3.75 acres of undeveloped leasehold land are included among the assets held for sale. The sale began in 2022 and is anticipated to be completed by the third quarter of 2023, according to the Nairobi Securities Exchange-listed company’s most recent annual report.
“The asset held for sale is estimated to have a fair value of Ksh879,036,000,” Sameer continued.
The corporation had stated in 2021 that it was considering selling a property to help stabilize the company’s cash condition.
Sameer hasn’t sold any land in recent years, despite sitting on significant gains on investment properties it bought decades ago.
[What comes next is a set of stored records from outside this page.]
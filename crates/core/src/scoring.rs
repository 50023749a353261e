use regex::Regex;
use std::sync::LazyLock;
use tracing::trace;

use crate::dom_tree::{BLOCK_TAGS, DomTree, NodeId};
use crate::{Result, SiftError};

/// Positive patterns that suggest an element contains main content
pub const POSITIVE_PATTERNS: &str =
    r"(?i)(article|body|content|entry|hentry|h-entry|main|page|post|text|blog|story|prose)";

/// Negative patterns that suggest an element does NOT contain main content
pub const NEGATIVE_PATTERNS: &str = r"(?i)(banner|breadcrumbs?|combx|comment|community|disqus|extra|foot|header|menu|related|remark|rss|share|shoutbox|sidebar|skyscraper|social|sponsor|promo|widget|newsletter|subscribe|cookie|ad-break|agegate|pagination|pager|popup|(^|[-_])ads?($|[-_]))";

/// Tunable weights for the scoring engine
#[derive(Debug, Clone)]
pub struct ScoreConfig {
    /// Weight for positive class/ID patterns
    pub positive_weight: f64,
    /// Weight for negative class/ID patterns
    pub negative_weight: f64,
    /// Maximum content density score from character count
    pub max_char_density_score: f64,
    /// Maximum content density score from comma count
    pub max_comma_density_score: f64,
    /// Characters per point for content density scoring
    pub chars_per_point: usize,
    /// Bonus per direct paragraph child carrying real text
    pub paragraph_bonus: f64,
    /// Cap on the total paragraph bonus
    pub max_paragraph_bonus: f64,
    /// Points removed at a link density of 1.0
    pub link_density_penalty: f64,
    /// Minimum text length for an element to be considered a candidate
    pub min_candidate_chars: usize,
    /// Maximum depth below the scoring root that is still considered
    pub max_depth: usize,
    /// Block elements scoring below this are dropped by [`prune`]
    pub removal_threshold: f64,
    /// Regex matched against class and id tokens for a bonus
    pub positive_patterns: String,
    /// Regex matched against class and id tokens for a penalty
    pub negative_patterns: String,
}

impl Default for ScoreConfig {
    fn default() -> Self {
        Self {
            positive_weight: 25.0,
            negative_weight: -25.0,
            max_char_density_score: 3.0,
            max_comma_density_score: 3.0,
            chars_per_point: 100,
            paragraph_bonus: 2.0,
            max_paragraph_bonus: 10.0,
            link_density_penalty: 20.0,
            min_candidate_chars: 25,
            max_depth: 32,
            removal_threshold: -10.0,
            positive_patterns: POSITIVE_PATTERNS.to_string(),
            negative_patterns: NEGATIVE_PATTERNS.to_string(),
        }
    }
}

/// Result of scoring an element
#[derive(Debug, Clone)]
pub struct ScoreResult {
    /// The element's tag name
    pub tag_name: String,
    /// Base score from tag type
    pub base_score: f64,
    /// Weight adjustment from class/ID patterns
    pub class_weight: f64,
    /// Content density score
    pub content_density: f64,
    /// Bonus from direct paragraph children
    pub paragraph_bonus: f64,
    /// Link density (0.0 to 1.0)
    pub link_density: f64,
    /// Final calculated score
    pub final_score: f64,
}

/// The best element found below a scoring root
#[derive(Debug, Clone, Copy, PartialEq)]
pub struct ScoredCandidate {
    pub node: NodeId,
    pub score: f64,
}

/// Calculate the base score for an element based on its tag name
///
/// - ARTICLE: +10 (primary content container)
/// - SECTION, MAIN: +8
/// - DIV: +5 (generic container)
/// - TD, BLOCKQUOTE: +3
/// - FORM, ADDRESS, lists and list items: -3
/// - H1-H6, TH, HEADER, FOOTER, NAV, ASIDE: -5
pub fn base_tag_score(tag: &str) -> f64 {
    match tag {
        "article" => 10.0,
        "section" | "main" => 8.0,
        "div" => 5.0,
        "td" | "blockquote" => 3.0,
        "form" | "address" | "ol" | "ul" | "dl" | "dd" | "dt" | "li" => -3.0,
        "h1" | "h2" | "h3" | "h4" | "h5" | "h6" | "th" | "header" | "footer" | "nav" | "aside" => -5.0,
        _ => 0.0,
    }
}

/// Scores elements and isolates the most content-like region of a tree
#[derive(Debug, Clone)]
pub struct ScoringEngine {
    config: ScoreConfig,
    positive: Regex,
    negative: Regex,
}

static DEFAULT_ENGINE: LazyLock<ScoringEngine> = LazyLock::new(|| {
    let config = ScoreConfig::default();
    ScoringEngine {
        positive: Regex::new(&config.positive_patterns).expect("default positive patterns compile"),
        negative: Regex::new(&config.negative_patterns).expect("default negative patterns compile"),
        config,
    }
});

impl ScoringEngine {
    /// Build an engine from custom weights and keyword lists
    ///
    /// # Errors
    ///
    /// Returns [`SiftError::ConfigError`] if a keyword pattern is not a valid regex.
    pub fn new(config: ScoreConfig) -> Result<Self> {
        let compile = |pattern: &str| {
            Regex::new(pattern).map_err(|e| SiftError::ConfigError(format!("invalid keyword pattern: {e}")))
        };
        Ok(Self {
            positive: compile(&config.positive_patterns)?,
            negative: compile(&config.negative_patterns)?,
            config,
        })
    }

    /// Shared engine with the default configuration
    pub fn global() -> &'static ScoringEngine {
        &DEFAULT_ENGINE
    }

    pub fn config(&self) -> &ScoreConfig {
        &self.config
    }

    /// Calculate the class/ID weight adjustment for an element
    ///
    /// A positive match anywhere in the id or class list wins over a negative one.
    pub fn class_id_weight(&self, tree: &DomTree, id: NodeId) -> f64 {
        let tokens: Vec<&str> = tree.attr(id, "id").into_iter().chain(tree.classes(id)).collect();

        if tokens.iter().any(|t| self.positive.is_match(t)) {
            self.config.positive_weight
        } else if tokens.iter().any(|t| self.negative.is_match(t)) {
            self.config.negative_weight
        } else {
            0.0
        }
    }

    /// Score from text length and comma count
    pub fn content_density_score(&self, text: &str) -> f64 {
        let chars_per_point = self.config.chars_per_point.max(1);
        let char_score = ((text.chars().count() / chars_per_point) as f64).min(self.config.max_char_density_score);
        let comma_score = (text.matches(',').count() as f64).min(self.config.max_comma_density_score);
        char_score + comma_score
    }

    /// Bonus for direct `<p>` children holding at least `min_candidate_chars` of text
    pub fn paragraph_bonus(&self, tree: &DomTree, id: NodeId) -> f64 {
        let paragraphs = tree
            .element_children(id)
            .filter(|c| tree.tag_name(*c) == Some("p"))
            .filter(|p| tree.normalized_text(*p).chars().count() >= self.config.min_candidate_chars)
            .count();
        (paragraphs as f64 * self.config.paragraph_bonus).min(self.config.max_paragraph_bonus)
    }

    /// Calculate the full score of one element
    pub fn score_node(&self, tree: &DomTree, id: NodeId) -> ScoreResult {
        let tag_name = tree.tag_name(id).unwrap_or_default().to_string();
        let text = tree.normalized_text(id);

        let base_score = base_tag_score(&tag_name);
        let class_weight = self.class_id_weight(tree, id);
        let content_density = self.content_density_score(&text);
        let paragraph_bonus = self.paragraph_bonus(tree, id);
        let link_density = tree.link_density(id);

        let final_score = base_score + class_weight + content_density + paragraph_bonus
            - link_density * self.config.link_density_penalty;

        ScoreResult { tag_name, base_score, class_weight, content_density, paragraph_bonus, link_density, final_score }
    }

    /// Find the highest scoring element at or below `root`.
    ///
    /// Elements with too little text or nested too deeply are skipped. Ties
    /// keep the element that comes first in document order.
    pub fn find_best_candidate(&self, tree: &DomTree, root: NodeId) -> Option<ScoredCandidate> {
        let root_depth = tree.depth(root);
        let mut best: Option<ScoredCandidate> = None;

        for node in std::iter::once(root).chain(tree.descendants(root)) {
            if !tree.is_element(node) || tree.depth(node) - root_depth > self.config.max_depth {
                continue;
            }
            if tree.normalized_text(node).chars().count() < self.config.min_candidate_chars {
                continue;
            }

            let score = self.score_node(tree, node).final_score;
            if best.is_none_or(|b| score > b.score) {
                best = Some(ScoredCandidate { node, score });
            }
        }

        best
    }

    /// Copy the subtree at `root` into a new tree, dropping low-scoring blocks.
    ///
    /// Children are pruned before their parent is scored, so removals cascade
    /// from the leaves upward. Inline elements, text, and shadow roots are
    /// always kept, as is `root` itself. `tree` is never modified.
    pub fn prune(&self, tree: &DomTree, root: NodeId) -> DomTree {
        let mut out = DomTree::with_root_data(tree.node(root).data.clone());
        let out_root = out.root();
        tree.copy_shadow_into(root, &mut out, out_root);
        for child in tree.children(root) {
            self.prune_into(tree, *child, &mut out, out_root);
        }
        out
    }

    fn prune_into(&self, tree: &DomTree, id: NodeId, out: &mut DomTree, parent: NodeId) {
        let checkpoint = out.checkpoint();
        let copy = out.push_child(parent, tree.node(id).data.clone());
        tree.copy_shadow_into(id, out, copy);
        for child in tree.children(id) {
            self.prune_into(tree, *child, out, copy);
        }

        let Some(tag) = tree.tag_name(id) else {
            return;
        };
        if !BLOCK_TAGS.contains(&tag) {
            return;
        }

        let score = self.score_node(out, copy).final_score;
        if score < self.config.removal_threshold {
            trace!(tag, score, "pruned subtree");
            out.rollback(checkpoint);
        }
    }
}

/// Find the best candidate below `root` with the default engine
pub fn find_best_candidate(tree: &DomTree, root: NodeId) -> Option<ScoredCandidate> {
    ScoringEngine::global().find_best_candidate(tree, root)
}

/// Prune a copy of the subtree at `root` with the default engine
pub fn prune(tree: &DomTree, root: NodeId) -> DomTree {
    ScoringEngine::global().prune(tree, root)
}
Although Sameer does not specify how much freehold land it has, reports have suggested that it possesses 85 acres in Nairobi’s Embakasi neighborhood.
The market value of the Nairobi Securities Exchange-listed company was dwarfed by the fair value of the land and commercial assets that Sameer controlled in their whole as of year’s end, which was Ksh7.58 billion as opposed to Ksh8.07 billion the year before.
The value of the land and commercial buildings is 12.5 times the market capitalization of the firm, which was Ksh604 million as of Monday’s opening of trade when its share price was Ksh2.17.
The company, which is engaged in the tyre and real estate industries, has two loans expiring in 2025: a Ksh395.99 million loan from the company’s primary shareholder Sameer Investments Limited and a Ksh100 million credit from Sameer Telkom Limited.
For the fiscal year that concluded in December 2022, Sameer Africa’s net profit decreased by 54% to Ksh100 million as a result of problems in the supply of tires and higher import expenses.
The tyre company was loss-making, bringing the group’s net profit to Ksh100 million, as the property section generated a profit of Ksh186 million from Ksh159 million the year before.
The company, which had previously issued a profit warning, claimed that since it did not pass the full impact of pricing hikes to clients, the depreciation of the shilling versus the dollar had negatively impacted its margins.
In order to save costs, the business shut down its Nairobi manufacturing in 2016 and moved production to China and India. However, this did not turn out as planned, leading them to discontinue the business line in 2020 before starting again a year later. In light of supply disruptions and high import costs, the company has declared that it will reevaluate the feasibility of its tire trading operation.